Evolução acompanha o Programa de Avaliação Genética da ABCB

O progresso na genética para a produção de leite em búfalos no Brasil tem se intensificado nas gerações mais recentes. Dados da Associação Brasileira de Criadores de Búfalos (ABCB) revelam que a produção média aumentou de 7,01 quilos anuais entre os búfalos nascidos entre 2015 e 2021 para impressionantes 15,17 quilos anuais nos nascidos entre 2022 e 2025, uma alta de aproximadamente 116%.
Esses dados foram extraídos do relatório anual do Programa de Avaliação Genética de Búfalos da ABCB, que monitora a evolução da produção e a transferência de características genéticas ao longo do tempo.
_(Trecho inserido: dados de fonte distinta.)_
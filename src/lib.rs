//! Collection manager storage: user-defined albums of typed items with
//! pictures, queries, saved searches and whole-collection backups.

pub mod backup;
pub mod collection;
pub mod config;
pub mod db;
pub mod error;
pub mod export;
pub mod home;
pub mod import;
pub mod logging;
pub mod query;
pub mod saved_search;
pub mod tasks;
pub mod types;

pub use collection::Collection;
pub use db::{Album, AlbumItem, AlbumItemPicture, Database, FieldEdit, ItemField, MetaItemField, ResultSet};
pub use error::{ErrorState, Result, StoreError};
pub use query::{QueryComponent, QueryOperator};
pub use saved_search::{SavedSearch, SavedSearchManager};
pub use types::{FieldType, FieldValue, OptionType, StarRating};
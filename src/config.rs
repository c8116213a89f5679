use anyhow::{Context, Result};
use serde::{Deserialize, Serialize};
use std::path::{Path, PathBuf};

use crate::backup::DEFAULT_AUTOSAVE_LIMIT;

#[derive(Debug, Clone, PartialEq, Serialize, Deserialize)]
pub struct Config {
    /// Collection home used when `--home` is not given.
    #[serde(default = "default_home")]
    pub home: PathBuf,

    #[serde(default)]
    pub backup: BackupConfig,

    #[serde(default)]
    pub logging: LoggingConfig,
}

#[derive(Debug, Clone, PartialEq, Serialize, Deserialize)]
pub struct BackupConfig {
    /// Number of auto-save archives kept in `backups/`.
    #[serde(default = "default_autosave_limit")]
    pub autosave_limit: usize,

    /// Write an auto-save when a modifying command finishes.
    #[serde(default = "default_autosave_on_exit")]
    pub autosave_on_exit: bool,
}

fn default_autosave_limit() -> usize {
    DEFAULT_AUTOSAVE_LIMIT
}

fn default_autosave_on_exit() -> bool {
    true
}

impl Default for BackupConfig {
    fn default() -> Self {
        Self {
            autosave_limit: default_autosave_limit(),
            autosave_on_exit: default_autosave_on_exit(),
        }
    }
}

#[derive(Debug, Clone, Default, PartialEq, Serialize, Deserialize)]
pub struct LoggingConfig {
    /// Directory for the rolling log file when journald is unavailable.
    #[serde(default)]
    pub directory: Option<PathBuf>,
}

fn default_home() -> PathBuf {
    dirs::home_dir()
        .unwrap_or_else(|| PathBuf::from("."))
        .join("Collectbox")
}

impl Default for Config {
    fn default() -> Self {
        Self {
            home: default_home(),
            backup: BackupConfig::default(),
            logging: LoggingConfig::default(),
        }
    }
}

impl Config {
    pub fn load() -> Result<Self> {
        Self::load_from(&Self::config_path())
    }

    /// Read `path`, writing the defaults there first when it does not exist.
    pub fn load_from(path: &Path) -> Result<Self> {
        if path.exists() {
            let content = std::fs::read_to_string(path)
                .with_context(|| format!("Failed to read {}", path.display()))?;
            let config: Config = toml::from_str(&content)
                .with_context(|| format!("Failed to parse {}", path.display()))?;
            Ok(config)
        } else {
            let config = Config::default();
            config.save_to(path)?;
            Ok(config)
        }
    }

    pub fn save(&self) -> Result<()> {
        self.save_to(&Self::config_path())
    }

    pub fn save_to(&self, path: &Path) -> Result<()> {
        if let Some(parent) = path.parent() {
            std::fs::create_dir_all(parent)?;
        }

        let content = toml::to_string_pretty(self)?;
        std::fs::write(path, content)?;

        Ok(())
    }

    pub fn config_path() -> PathBuf {
        dirs::config_dir()
            .unwrap_or_else(|| PathBuf::from("."))
            .join("collectbox")
            .join("config.toml")
    }
}

#[cfg(test)]
mod tests {
    use super::*;
    use tempfile::tempdir;

    #[test]
    fn test_load_writes_defaults() {
        let dir = tempdir().unwrap();
        let path = dir.path().join("collectbox").join("config.toml");

        let config = Config::load_from(&path).unwrap();
        assert!(path.exists());
        assert_eq!(config.backup.autosave_limit, 5);
        assert!(config.backup.autosave_on_exit);
        assert!(config.home.ends_with("Collectbox"));
        assert_eq!(Config::load_from(&path).unwrap(), config);
    }

    #[test]
    fn test_partial_file_uses_defaults() {
        let dir = tempdir().unwrap();
        let path = dir.path().join("config.toml");
        std::fs::write(&path, "home = \"/srv/stamps\"\n\n[backup]\nautosave_limit = 2\n").unwrap();

        let config = Config::load_from(&path).unwrap();
        assert_eq!(config.home, PathBuf::from("/srv/stamps"));
        assert_eq!(config.backup.autosave_limit, 2);
        assert!(config.backup.autosave_on_exit);
        assert_eq!(config.logging.directory, None);
    }
}
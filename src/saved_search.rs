//! Named searches per album, kept in `app-data/saved-searches.toml`.
//!
//! Every mutation is written straight back to the file so the list in
//! memory and the list on disk never differ.

use serde::{Deserialize, Serialize};
use std::path::{Path, PathBuf};
use tracing::{debug, info};

use crate::db::Database;
use crate::error::{Result, StoreError};
use crate::query::QueryComponent;

#[derive(Debug, Clone, PartialEq, Eq, Serialize, Deserialize)]
pub struct SavedSearch {
    pub name: String,
    pub album: String,
    #[serde(default)]
    pub components: Vec<QueryComponent>,
    #[serde(default = "default_combine_with_and")]
    pub combine_with_and: bool,
    #[serde(default)]
    pub sort_field: Option<String>,
    #[serde(default = "default_sort_ascending")]
    pub sort_ascending: bool,
}

fn default_combine_with_and() -> bool {
    true
}

fn default_sort_ascending() -> bool {
    true
}

impl SavedSearch {
    pub fn new(
        name: impl Into<String>,
        album: impl Into<String>,
        components: Vec<QueryComponent>,
        combine_with_and: bool,
    ) -> Self {
        Self {
            name: name.into(),
            album: album.into(),
            components,
            combine_with_and,
            sort_field: None,
            sort_ascending: default_sort_ascending(),
        }
    }

    pub fn sorted_by(mut self, field: impl Into<String>, ascending: bool) -> Self {
        self.sort_field = Some(field.into());
        self.sort_ascending = ascending;
        self
    }

    /// Build the query string against the album's current schema.
    pub fn query(&self, db: &Database) -> Result<String> {
        db.build_query(
            &self.components,
            self.combine_with_and,
            &self.album,
            self.sort_field.as_deref(),
            self.sort_ascending,
        )
    }
}

#[derive(Debug, Default, Serialize, Deserialize)]
struct SavedSearchFile {
    #[serde(default)]
    saved_search: Vec<SavedSearch>,
}

#[derive(Debug)]
pub struct SavedSearchManager {
    path: PathBuf,
    searches: Vec<SavedSearch>,
}

impl SavedSearchManager {
    /// Load the side file and drop searches whose album no longer exists.
    /// The pruned list is persisted right away.
    pub fn initialize(path: &Path, existing_albums: &[String]) -> Result<Self> {
        let searches = if path.exists() {
            let content = std::fs::read_to_string(path)?;
            let file: SavedSearchFile =
                toml::from_str(&content).map_err(|e| StoreError::side_file(path, e))?;
            file.saved_search
        } else {
            Vec::new()
        };

        let mut manager = Self {
            path: path.to_path_buf(),
            searches,
        };
        let before = manager.searches.len();
        manager
            .searches
            .retain(|s| existing_albums.iter().any(|a| *a == s.album));
        if manager.searches.len() != before {
            info!(
                "Pruned {} saved searches of deleted albums",
                before - manager.searches.len()
            );
        }
        manager.persist()?;
        Ok(manager)
    }

    /// Initialize from the side file of an open collection.
    pub fn for_database(db: &Database) -> Result<Self> {
        let albums: Vec<String> = db.list_albums()?.into_iter().map(|a| a.name).collect();
        Self::initialize(&db.home().saved_searches_file(), &albums)
    }

    pub fn all(&self) -> &[SavedSearch] {
        &self.searches
    }

    pub fn searches_for(&self, album: &str) -> Vec<&SavedSearch> {
        self.searches.iter().filter(|s| s.album == album).collect()
    }

    pub fn get(&self, album: &str, name: &str) -> Option<&SavedSearch> {
        self.searches
            .iter()
            .find(|s| s.album == album && s.name == name)
    }

    /// Add a search at the end of its album's list. A search with the same
    /// name in the same album is replaced in place.
    pub fn add(&mut self, search: SavedSearch) -> Result<()> {
        match self
            .searches
            .iter_mut()
            .find(|s| s.album == search.album && s.name == search.name)
        {
            Some(existing) => *existing = search,
            None => self.searches.push(search),
        }
        self.persist()
    }

    /// Returns whether a search was removed.
    pub fn remove(&mut self, album: &str, name: &str) -> Result<bool> {
        let before = self.searches.len();
        self.searches.retain(|s| !(s.album == album && s.name == name));
        let removed = self.searches.len() != before;
        self.persist()?;
        Ok(removed)
    }

    pub fn remove_all(&mut self, album: &str) -> Result<()> {
        self.searches.retain(|s| s.album != album);
        self.persist()
    }

    pub fn rename_album(&mut self, old: &str, new: &str) -> Result<()> {
        for search in self.searches.iter_mut().filter(|s| s.album == old) {
            search.album = new.to_string();
        }
        self.persist()
    }

    pub fn move_to_front(&mut self, album: &str, index: usize) -> Result<()> {
        self.reorder(album, index, |list, i| {
            if i > 0 {
                let entry = list.remove(i);
                list.insert(0, entry);
            }
        })
    }

    pub fn move_one_up(&mut self, album: &str, index: usize) -> Result<()> {
        self.reorder(album, index, |list, i| {
            if i > 0 {
                list.swap(i - 1, i);
            }
        })
    }

    pub fn move_one_down(&mut self, album: &str, index: usize) -> Result<()> {
        self.reorder(album, index, |list, i| {
            if i + 1 < list.len() {
                list.swap(i, i + 1);
            }
        })
    }

    pub fn move_to_bottom(&mut self, album: &str, index: usize) -> Result<()> {
        self.reorder(album, index, |list, i| {
            if i + 1 < list.len() {
                let entry = list.remove(i);
                list.push(entry);
            }
        })
    }

    /// Apply `op` to the album's own list and write the result back into the
    /// slots that album occupies in the file. Out of range indices do nothing.
    fn reorder(
        &mut self,
        album: &str,
        index: usize,
        op: impl FnOnce(&mut Vec<SavedSearch>, usize),
    ) -> Result<()> {
        let slots: Vec<usize> = self
            .searches
            .iter()
            .enumerate()
            .filter(|(_, s)| s.album == album)
            .map(|(i, _)| i)
            .collect();

        if index < slots.len() {
            let mut list: Vec<SavedSearch> =
                slots.iter().map(|&i| self.searches[i].clone()).collect();
            op(&mut list, index);
            for (slot, search) in slots.into_iter().zip(list) {
                self.searches[slot] = search;
            }
        } else {
            debug!("Ignoring reorder of '{}' at index {}", album, index);
        }
        self.persist()
    }

    fn persist(&self) -> Result<()> {
        if let Some(parent) = self.path.parent() {
            std::fs::create_dir_all(parent)?;
        }
        let file = SavedSearchFile {
            saved_search: self.searches.clone(),
        };
        let content =
            toml::to_string_pretty(&file).map_err(|e| StoreError::side_file(&self.path, e))?;
        std::fs::write(&self.path, content)?;
        Ok(())
    }
}

#[cfg(test)]
mod tests {
    use super::*;
    use crate::query::QueryOperator;
    use tempfile::tempdir;

    fn names(manager: &SavedSearchManager, album: &str) -> Vec<String> {
        manager
            .searches_for(album)
            .into_iter()
            .map(|s| s.name.clone())
            .collect()
    }

    fn manager_with(path: &Path, entries: &[(&str, &str)]) -> SavedSearchManager {
        let albums = vec!["Books".to_string(), "DVDs".to_string()];
        let mut manager = SavedSearchManager::initialize(path, &albums).unwrap();
        for (album, name) in entries {
            manager
                .add(SavedSearch::new(*name, *album, Vec::new(), true))
                .unwrap();
        }
        manager
    }

    #[test]
    fn test_add_persists_and_reloads() {
        let dir = tempdir().unwrap();
        let path = dir.path().join("saved-searches.toml");
        let mut manager = manager_with(&path, &[]);

        let search = SavedSearch::new(
            "Old movies",
            "DVDs",
            vec![QueryComponent::new("Year", QueryOperator::Smaller, "1980")],
            false,
        )
        .sorted_by("Title", false);
        manager.add(search.clone()).unwrap();

        let reloaded =
            SavedSearchManager::initialize(&path, &["DVDs".to_string()]).unwrap();
        assert_eq!(reloaded.all(), &[search]);
    }

    #[test]
    fn test_initialize_prunes_missing_albums() {
        let dir = tempdir().unwrap();
        let path = dir.path().join("saved-searches.toml");
        manager_with(&path, &[("Books", "a"), ("DVDs", "b"), ("Books", "c")]);

        let pruned = SavedSearchManager::initialize(&path, &["Books".to_string()]).unwrap();
        assert_eq!(names(&pruned, "Books"), ["a", "c"]);
        assert!(pruned.searches_for("DVDs").is_empty());

        // The pruned list was written back.
        let content = std::fs::read_to_string(&path).unwrap();
        assert!(!content.contains("DVDs"));
    }

    #[test]
    fn test_reordering_stays_within_album() {
        let dir = tempdir().unwrap();
        let path = dir.path().join("saved-searches.toml");
        let mut manager = manager_with(
            &path,
            &[("Books", "a"), ("DVDs", "x"), ("Books", "b"), ("Books", "c"), ("DVDs", "y")],
        );

        manager.move_to_front("Books", 2).unwrap();
        assert_eq!(names(&manager, "Books"), ["c", "a", "b"]);
        manager.move_one_down("Books", 0).unwrap();
        assert_eq!(names(&manager, "Books"), ["a", "c", "b"]);
        manager.move_to_bottom("Books", 0).unwrap();
        assert_eq!(names(&manager, "Books"), ["c", "b", "a"]);
        manager.move_one_up("Books", 2).unwrap();
        assert_eq!(names(&manager, "Books"), ["c", "a", "b"]);
        assert_eq!(names(&manager, "DVDs"), ["x", "y"]);

        let reloaded = SavedSearchManager::initialize(
            &path,
            &["Books".to_string(), "DVDs".to_string()],
        )
        .unwrap();
        assert_eq!(names(&reloaded, "Books"), ["c", "a", "b"]);
    }

    #[test]
    fn test_boundary_moves_are_no_ops() {
        let dir = tempdir().unwrap();
        let path = dir.path().join("saved-searches.toml");
        let mut manager = manager_with(&path, &[("Books", "a"), ("Books", "b"), ("Books", "c")]);

        manager.move_one_up("Books", 0).unwrap();
        manager.move_to_front("Books", 0).unwrap();
        manager.move_one_down("Books", 2).unwrap();
        manager.move_to_bottom("Books", 2).unwrap();
        manager.move_one_down("Books", 17).unwrap();
        assert_eq!(names(&manager, "Books"), ["a", "b", "c"]);
    }

    #[test]
    fn test_remove_and_rename_album() {
        let dir = tempdir().unwrap();
        let path = dir.path().join("saved-searches.toml");
        let mut manager = manager_with(&path, &[("Books", "a"), ("Books", "b"), ("DVDs", "x")]);

        assert!(manager.remove("Books", "a").unwrap());
        assert!(!manager.remove("Books", "a").unwrap());
        manager.rename_album("Books", "Novels").unwrap();
        assert_eq!(names(&manager, "Novels"), ["b"]);

        manager.remove_all("Novels").unwrap();
        assert!(manager.searches_for("Novels").is_empty());
        assert_eq!(names(&manager, "DVDs"), ["x"]);
    }

    #[test]
    fn test_same_name_replaces() {
        let dir = tempdir().unwrap();
        let path = dir.path().join("saved-searches.toml");
        let mut manager = manager_with(&path, &[("Books", "a"), ("Books", "b")]);

        manager
            .add(SavedSearch::new("a", "Books", Vec::new(), false))
            .unwrap();
        assert_eq!(names(&manager, "Books"), ["a", "b"]);
        assert!(!manager.get("Books", "a").unwrap().combine_with_and);
    }
}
A fase de maior avanço coincide com o início deste programa, em 2022. Contudo, é relevante notar que muitos dos búfalos mais jovens ainda não têm informações suficientes devido a seu curto tempo de vida produtiva, o que torna as futuras avaliações essenciais para validar a continuidade desse crescimento.
✨ Os resultados até 2025 sugerem um avanço significativo na direção almejada pelas práticas de seleção genética.
Gabriela Stefani, coordenadora do programa, enfatiza a importância do relatório ao fornecer um panorama das mudanças observadas nos rebanhos. "O relatório integra dados fenotípicos e genéticos, permitindo analisar tendências ao longo do tempo e compreender os impactos da seleção realizada nos rebanhos participantes", explica.
O relatório não apenas considera o potencial de produção de leite, mas também avalia as curvas de lactação e a capacidade das búfalas de manter a produção após atingir o pico. Também são analisados fatores como a herdabilidade, que indica quanto das variações observadas entre os indivíduos se devem à genética, e a endogamia, que estuda o parentesco e a necessidade de preservar a diversidade nos acasalamentos.
A avaliação utiliza o PTA para P305, um indicador que estima o potencial genético de um animal para transmitir características de produtividade leiteira. Importante ressaltar que a PTA não é um indicativo direto da quantidade de leite que um rebanho pode produzir, pois variáveis como alimentação e manejo também desempenham papéis cruciais.
Com os resultados até 2025, observa-se uma aceleração no progresso da produção de leite entre as novas gerações. Futuras avaliações serão fundamentais para confirmar se esse ritmo de avanço se manterá entre os búfalos nascidos a partir de 2022.